ASSIGNMENT: As you look over the data below, please find each line where the word "warn" appears, then copy it.
(EXTRACTED MATERIAL)
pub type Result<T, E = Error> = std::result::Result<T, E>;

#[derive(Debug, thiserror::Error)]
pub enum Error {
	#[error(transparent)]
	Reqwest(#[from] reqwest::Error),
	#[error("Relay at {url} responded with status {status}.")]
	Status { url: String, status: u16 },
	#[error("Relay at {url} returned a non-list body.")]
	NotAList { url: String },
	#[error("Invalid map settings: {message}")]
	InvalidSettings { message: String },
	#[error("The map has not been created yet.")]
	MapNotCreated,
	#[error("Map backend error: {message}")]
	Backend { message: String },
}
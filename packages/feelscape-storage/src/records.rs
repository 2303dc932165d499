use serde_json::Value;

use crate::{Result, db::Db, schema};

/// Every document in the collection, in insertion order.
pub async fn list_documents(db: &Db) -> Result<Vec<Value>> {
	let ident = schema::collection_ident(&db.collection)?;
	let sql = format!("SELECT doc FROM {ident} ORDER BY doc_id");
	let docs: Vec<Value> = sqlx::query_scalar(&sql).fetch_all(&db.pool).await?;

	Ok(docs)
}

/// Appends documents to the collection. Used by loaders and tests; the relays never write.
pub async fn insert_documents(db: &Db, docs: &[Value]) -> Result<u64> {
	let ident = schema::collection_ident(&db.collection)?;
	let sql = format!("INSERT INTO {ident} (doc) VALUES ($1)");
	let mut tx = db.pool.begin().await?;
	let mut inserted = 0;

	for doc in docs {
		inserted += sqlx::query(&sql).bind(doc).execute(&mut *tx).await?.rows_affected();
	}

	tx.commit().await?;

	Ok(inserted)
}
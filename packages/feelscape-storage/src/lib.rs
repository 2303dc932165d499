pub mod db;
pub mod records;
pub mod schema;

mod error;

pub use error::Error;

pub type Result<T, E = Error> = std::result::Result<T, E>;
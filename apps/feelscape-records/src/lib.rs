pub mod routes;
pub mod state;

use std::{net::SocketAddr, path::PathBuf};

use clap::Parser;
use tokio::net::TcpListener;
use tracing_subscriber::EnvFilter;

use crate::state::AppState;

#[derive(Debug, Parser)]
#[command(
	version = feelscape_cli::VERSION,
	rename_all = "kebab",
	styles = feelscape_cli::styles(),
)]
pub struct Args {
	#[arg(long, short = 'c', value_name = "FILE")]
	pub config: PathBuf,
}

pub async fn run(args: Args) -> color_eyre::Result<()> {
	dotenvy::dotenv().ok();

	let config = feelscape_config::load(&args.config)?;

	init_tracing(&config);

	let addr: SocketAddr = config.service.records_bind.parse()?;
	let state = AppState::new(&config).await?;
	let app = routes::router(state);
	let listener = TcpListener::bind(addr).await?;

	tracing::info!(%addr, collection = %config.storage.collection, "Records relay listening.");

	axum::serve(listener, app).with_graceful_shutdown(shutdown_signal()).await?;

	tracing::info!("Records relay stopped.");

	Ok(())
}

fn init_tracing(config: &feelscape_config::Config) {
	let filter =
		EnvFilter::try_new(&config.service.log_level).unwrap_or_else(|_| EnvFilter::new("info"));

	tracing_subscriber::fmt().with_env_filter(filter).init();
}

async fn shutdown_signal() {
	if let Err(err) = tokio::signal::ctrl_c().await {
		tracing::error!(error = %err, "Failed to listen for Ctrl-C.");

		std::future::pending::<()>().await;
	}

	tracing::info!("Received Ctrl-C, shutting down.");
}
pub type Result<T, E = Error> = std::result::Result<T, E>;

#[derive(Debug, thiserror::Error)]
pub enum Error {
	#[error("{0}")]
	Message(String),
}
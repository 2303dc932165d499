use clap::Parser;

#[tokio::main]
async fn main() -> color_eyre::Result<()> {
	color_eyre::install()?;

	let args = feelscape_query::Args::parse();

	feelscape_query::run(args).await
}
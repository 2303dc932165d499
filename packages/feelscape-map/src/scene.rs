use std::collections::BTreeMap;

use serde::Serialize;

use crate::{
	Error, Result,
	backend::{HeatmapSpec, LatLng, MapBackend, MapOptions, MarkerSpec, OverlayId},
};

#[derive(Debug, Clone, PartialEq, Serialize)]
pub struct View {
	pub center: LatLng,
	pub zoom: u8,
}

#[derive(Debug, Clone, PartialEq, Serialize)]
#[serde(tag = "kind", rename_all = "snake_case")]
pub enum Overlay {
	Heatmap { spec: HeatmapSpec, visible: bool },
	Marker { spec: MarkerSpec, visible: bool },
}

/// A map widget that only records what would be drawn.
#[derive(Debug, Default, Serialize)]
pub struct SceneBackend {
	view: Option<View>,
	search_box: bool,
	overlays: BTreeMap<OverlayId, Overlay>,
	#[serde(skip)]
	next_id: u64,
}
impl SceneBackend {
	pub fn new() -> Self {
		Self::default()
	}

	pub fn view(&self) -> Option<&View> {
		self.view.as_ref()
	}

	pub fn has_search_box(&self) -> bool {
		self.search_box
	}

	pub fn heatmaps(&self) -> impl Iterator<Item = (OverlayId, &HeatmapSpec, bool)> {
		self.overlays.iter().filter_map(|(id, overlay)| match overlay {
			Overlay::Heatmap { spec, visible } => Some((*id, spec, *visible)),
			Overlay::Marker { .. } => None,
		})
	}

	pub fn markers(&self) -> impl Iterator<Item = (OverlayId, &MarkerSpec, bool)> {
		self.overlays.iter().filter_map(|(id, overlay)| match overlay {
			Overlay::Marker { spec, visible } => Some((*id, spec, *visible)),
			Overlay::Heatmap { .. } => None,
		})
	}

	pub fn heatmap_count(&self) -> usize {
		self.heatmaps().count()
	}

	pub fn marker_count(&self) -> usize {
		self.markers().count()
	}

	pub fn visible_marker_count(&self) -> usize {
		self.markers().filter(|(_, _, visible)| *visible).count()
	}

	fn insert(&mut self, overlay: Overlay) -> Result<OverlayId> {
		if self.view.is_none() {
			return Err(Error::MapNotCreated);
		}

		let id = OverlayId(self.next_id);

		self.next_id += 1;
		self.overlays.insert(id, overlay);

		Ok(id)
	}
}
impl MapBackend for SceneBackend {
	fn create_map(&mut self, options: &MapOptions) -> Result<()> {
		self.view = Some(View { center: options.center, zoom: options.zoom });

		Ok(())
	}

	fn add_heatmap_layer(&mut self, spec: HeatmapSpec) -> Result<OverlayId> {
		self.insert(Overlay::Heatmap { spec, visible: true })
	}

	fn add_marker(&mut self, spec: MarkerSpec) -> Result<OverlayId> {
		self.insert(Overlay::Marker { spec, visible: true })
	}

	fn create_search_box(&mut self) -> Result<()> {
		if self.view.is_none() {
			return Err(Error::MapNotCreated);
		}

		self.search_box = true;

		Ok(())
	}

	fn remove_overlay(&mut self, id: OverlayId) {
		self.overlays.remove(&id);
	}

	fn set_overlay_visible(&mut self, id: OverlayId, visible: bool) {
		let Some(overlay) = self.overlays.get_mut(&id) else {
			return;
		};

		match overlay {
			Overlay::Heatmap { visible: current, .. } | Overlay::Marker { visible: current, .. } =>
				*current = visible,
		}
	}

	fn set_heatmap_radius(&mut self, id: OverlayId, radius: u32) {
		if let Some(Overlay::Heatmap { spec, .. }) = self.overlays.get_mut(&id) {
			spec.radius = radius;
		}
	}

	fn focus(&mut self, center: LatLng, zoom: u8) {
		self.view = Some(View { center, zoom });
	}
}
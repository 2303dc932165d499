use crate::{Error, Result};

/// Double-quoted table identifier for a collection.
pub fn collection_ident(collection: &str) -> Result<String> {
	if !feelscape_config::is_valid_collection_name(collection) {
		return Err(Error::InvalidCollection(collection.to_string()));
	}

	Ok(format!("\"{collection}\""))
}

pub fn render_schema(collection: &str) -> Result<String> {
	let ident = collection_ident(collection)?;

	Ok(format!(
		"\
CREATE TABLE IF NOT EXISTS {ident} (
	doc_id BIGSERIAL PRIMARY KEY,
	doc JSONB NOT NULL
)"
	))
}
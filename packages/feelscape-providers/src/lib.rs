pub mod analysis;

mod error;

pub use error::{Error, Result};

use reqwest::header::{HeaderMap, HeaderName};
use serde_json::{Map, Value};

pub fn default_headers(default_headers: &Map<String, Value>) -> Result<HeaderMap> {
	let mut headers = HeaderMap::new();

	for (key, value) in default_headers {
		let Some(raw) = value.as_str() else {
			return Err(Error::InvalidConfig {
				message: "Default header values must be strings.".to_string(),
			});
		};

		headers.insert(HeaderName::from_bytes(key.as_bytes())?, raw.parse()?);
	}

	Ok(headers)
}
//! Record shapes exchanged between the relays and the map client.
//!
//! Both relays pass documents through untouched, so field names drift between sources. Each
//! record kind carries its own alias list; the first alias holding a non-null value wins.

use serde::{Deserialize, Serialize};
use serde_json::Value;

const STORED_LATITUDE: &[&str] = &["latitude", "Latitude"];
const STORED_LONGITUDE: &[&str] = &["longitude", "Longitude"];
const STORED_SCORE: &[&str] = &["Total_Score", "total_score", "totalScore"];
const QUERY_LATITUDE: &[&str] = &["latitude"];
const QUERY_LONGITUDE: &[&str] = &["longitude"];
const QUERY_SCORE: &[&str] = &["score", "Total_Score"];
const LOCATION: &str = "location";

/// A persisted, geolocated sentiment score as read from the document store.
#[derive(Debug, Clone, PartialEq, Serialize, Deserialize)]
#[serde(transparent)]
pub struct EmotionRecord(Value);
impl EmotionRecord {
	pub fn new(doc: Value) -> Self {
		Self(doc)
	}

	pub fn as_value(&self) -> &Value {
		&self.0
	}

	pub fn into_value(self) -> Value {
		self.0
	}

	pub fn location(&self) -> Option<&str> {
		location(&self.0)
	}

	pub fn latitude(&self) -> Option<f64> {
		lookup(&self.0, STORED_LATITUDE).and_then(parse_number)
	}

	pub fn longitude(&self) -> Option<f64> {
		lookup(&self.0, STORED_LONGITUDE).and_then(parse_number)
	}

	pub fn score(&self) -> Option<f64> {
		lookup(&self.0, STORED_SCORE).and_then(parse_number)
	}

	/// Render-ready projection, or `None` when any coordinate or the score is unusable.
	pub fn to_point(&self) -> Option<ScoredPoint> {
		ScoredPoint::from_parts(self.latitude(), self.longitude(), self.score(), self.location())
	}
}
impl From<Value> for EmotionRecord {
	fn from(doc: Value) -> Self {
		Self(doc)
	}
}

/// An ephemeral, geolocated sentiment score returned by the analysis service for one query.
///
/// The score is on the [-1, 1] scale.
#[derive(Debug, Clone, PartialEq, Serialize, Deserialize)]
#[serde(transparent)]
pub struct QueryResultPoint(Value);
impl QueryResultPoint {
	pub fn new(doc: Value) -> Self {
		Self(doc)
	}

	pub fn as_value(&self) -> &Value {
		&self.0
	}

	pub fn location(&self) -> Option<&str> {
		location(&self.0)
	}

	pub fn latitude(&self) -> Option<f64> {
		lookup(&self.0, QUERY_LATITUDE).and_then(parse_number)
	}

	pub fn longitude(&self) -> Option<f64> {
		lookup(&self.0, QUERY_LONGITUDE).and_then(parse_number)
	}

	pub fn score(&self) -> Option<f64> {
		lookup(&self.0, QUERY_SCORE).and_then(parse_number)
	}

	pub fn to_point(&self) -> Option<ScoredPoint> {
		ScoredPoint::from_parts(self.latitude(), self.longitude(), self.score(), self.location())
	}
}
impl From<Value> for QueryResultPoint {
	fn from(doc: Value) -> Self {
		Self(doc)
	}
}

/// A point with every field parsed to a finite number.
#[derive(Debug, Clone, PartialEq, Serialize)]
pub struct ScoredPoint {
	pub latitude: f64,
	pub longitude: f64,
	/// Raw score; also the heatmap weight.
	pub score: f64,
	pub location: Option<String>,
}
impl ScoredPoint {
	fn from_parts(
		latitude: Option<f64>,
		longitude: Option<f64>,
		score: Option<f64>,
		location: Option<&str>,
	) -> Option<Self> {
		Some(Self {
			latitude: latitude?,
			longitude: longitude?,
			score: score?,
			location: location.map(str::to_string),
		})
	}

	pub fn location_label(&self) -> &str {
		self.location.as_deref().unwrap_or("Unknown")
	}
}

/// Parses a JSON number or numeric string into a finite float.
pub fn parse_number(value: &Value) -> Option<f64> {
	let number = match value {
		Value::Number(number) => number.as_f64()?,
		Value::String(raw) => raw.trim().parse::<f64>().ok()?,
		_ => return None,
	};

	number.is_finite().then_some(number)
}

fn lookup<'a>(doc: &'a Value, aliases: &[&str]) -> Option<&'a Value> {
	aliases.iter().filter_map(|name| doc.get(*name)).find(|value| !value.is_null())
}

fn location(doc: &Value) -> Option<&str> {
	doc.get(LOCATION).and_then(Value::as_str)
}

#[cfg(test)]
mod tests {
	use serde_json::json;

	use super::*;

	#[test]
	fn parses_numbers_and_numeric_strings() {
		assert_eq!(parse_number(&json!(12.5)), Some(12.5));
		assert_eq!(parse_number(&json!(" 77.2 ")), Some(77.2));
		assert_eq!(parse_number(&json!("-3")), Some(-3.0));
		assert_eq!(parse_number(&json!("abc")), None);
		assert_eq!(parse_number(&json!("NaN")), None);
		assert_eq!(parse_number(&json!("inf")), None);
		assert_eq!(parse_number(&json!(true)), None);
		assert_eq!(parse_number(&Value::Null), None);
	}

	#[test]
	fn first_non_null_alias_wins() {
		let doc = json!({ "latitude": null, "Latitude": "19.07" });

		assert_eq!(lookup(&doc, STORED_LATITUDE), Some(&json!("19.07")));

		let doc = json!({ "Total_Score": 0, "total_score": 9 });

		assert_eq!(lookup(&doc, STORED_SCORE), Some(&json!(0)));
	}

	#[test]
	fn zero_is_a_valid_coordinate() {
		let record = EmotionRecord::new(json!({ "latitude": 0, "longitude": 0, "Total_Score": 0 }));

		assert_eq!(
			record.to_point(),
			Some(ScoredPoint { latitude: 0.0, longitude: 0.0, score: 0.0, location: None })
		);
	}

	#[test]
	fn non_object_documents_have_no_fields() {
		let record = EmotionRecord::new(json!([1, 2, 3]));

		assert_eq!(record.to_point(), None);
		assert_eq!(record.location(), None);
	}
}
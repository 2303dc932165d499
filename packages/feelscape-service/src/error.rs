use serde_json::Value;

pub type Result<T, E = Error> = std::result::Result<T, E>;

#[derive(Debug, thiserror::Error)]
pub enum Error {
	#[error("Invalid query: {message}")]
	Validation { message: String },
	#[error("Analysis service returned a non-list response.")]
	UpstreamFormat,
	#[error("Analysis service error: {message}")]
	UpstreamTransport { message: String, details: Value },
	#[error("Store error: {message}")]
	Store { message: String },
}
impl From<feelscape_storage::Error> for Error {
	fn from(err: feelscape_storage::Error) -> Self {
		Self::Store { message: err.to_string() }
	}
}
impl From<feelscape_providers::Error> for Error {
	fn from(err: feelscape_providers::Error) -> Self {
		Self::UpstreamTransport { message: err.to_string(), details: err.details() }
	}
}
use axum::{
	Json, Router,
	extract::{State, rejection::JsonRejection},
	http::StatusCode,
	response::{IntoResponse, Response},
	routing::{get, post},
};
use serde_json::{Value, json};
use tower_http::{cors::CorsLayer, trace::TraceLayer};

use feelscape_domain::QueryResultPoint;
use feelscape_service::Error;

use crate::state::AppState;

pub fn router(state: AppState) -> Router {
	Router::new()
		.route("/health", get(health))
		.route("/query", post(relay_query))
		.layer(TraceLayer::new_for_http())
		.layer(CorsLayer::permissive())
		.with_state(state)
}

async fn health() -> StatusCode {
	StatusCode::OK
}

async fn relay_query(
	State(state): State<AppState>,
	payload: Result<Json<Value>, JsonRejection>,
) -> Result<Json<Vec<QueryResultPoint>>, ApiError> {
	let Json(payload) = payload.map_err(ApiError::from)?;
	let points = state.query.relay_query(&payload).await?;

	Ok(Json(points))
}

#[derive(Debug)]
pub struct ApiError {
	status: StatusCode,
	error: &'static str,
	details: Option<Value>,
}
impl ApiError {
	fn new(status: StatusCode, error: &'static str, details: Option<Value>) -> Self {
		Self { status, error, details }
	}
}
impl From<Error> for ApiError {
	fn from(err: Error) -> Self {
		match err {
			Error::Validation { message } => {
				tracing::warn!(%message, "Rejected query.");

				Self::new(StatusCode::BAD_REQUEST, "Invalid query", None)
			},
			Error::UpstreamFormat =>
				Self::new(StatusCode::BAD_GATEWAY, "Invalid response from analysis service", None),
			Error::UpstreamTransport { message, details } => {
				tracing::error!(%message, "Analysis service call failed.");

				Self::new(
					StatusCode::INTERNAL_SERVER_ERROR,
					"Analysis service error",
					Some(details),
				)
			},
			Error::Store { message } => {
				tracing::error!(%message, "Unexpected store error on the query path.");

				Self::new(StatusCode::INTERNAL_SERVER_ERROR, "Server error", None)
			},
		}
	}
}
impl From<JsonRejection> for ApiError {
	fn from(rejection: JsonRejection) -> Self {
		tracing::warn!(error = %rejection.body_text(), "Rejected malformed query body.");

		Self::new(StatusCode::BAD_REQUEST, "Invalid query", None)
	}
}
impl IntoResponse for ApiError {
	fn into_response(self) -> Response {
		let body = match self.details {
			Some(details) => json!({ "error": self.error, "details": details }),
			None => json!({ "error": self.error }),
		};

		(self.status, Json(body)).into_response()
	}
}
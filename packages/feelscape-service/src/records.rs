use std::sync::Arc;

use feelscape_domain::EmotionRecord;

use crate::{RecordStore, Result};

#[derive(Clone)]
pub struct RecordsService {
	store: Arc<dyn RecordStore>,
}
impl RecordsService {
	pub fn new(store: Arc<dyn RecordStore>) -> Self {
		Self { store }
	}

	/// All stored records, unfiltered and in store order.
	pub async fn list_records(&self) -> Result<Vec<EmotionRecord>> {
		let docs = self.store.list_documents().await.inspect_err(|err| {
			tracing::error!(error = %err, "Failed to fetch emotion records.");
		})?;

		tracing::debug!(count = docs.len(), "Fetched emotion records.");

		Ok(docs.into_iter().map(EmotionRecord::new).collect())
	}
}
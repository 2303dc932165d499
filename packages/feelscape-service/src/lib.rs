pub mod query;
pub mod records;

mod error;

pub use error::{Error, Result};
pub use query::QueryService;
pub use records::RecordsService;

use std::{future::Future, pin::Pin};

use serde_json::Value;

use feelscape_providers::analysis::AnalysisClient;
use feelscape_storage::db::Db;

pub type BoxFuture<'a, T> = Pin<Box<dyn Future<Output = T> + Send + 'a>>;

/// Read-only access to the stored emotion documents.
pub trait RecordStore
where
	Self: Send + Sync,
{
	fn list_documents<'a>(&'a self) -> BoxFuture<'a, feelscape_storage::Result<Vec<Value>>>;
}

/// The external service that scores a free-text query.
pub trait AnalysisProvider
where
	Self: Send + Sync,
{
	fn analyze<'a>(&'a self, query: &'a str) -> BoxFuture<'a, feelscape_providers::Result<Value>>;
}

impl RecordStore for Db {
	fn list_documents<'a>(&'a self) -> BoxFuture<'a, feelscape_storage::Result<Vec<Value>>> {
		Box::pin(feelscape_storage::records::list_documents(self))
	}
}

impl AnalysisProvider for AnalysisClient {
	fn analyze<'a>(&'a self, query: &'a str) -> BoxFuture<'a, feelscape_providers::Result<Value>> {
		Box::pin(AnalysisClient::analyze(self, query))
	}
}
(End EXTRACTED MATERIAL)
ANSWER SPACE:
				tracing::warn!(%message, "Rejected query.");
		tracing::warn!(error = %rejection.body_text(), "Rejected malformed query body.");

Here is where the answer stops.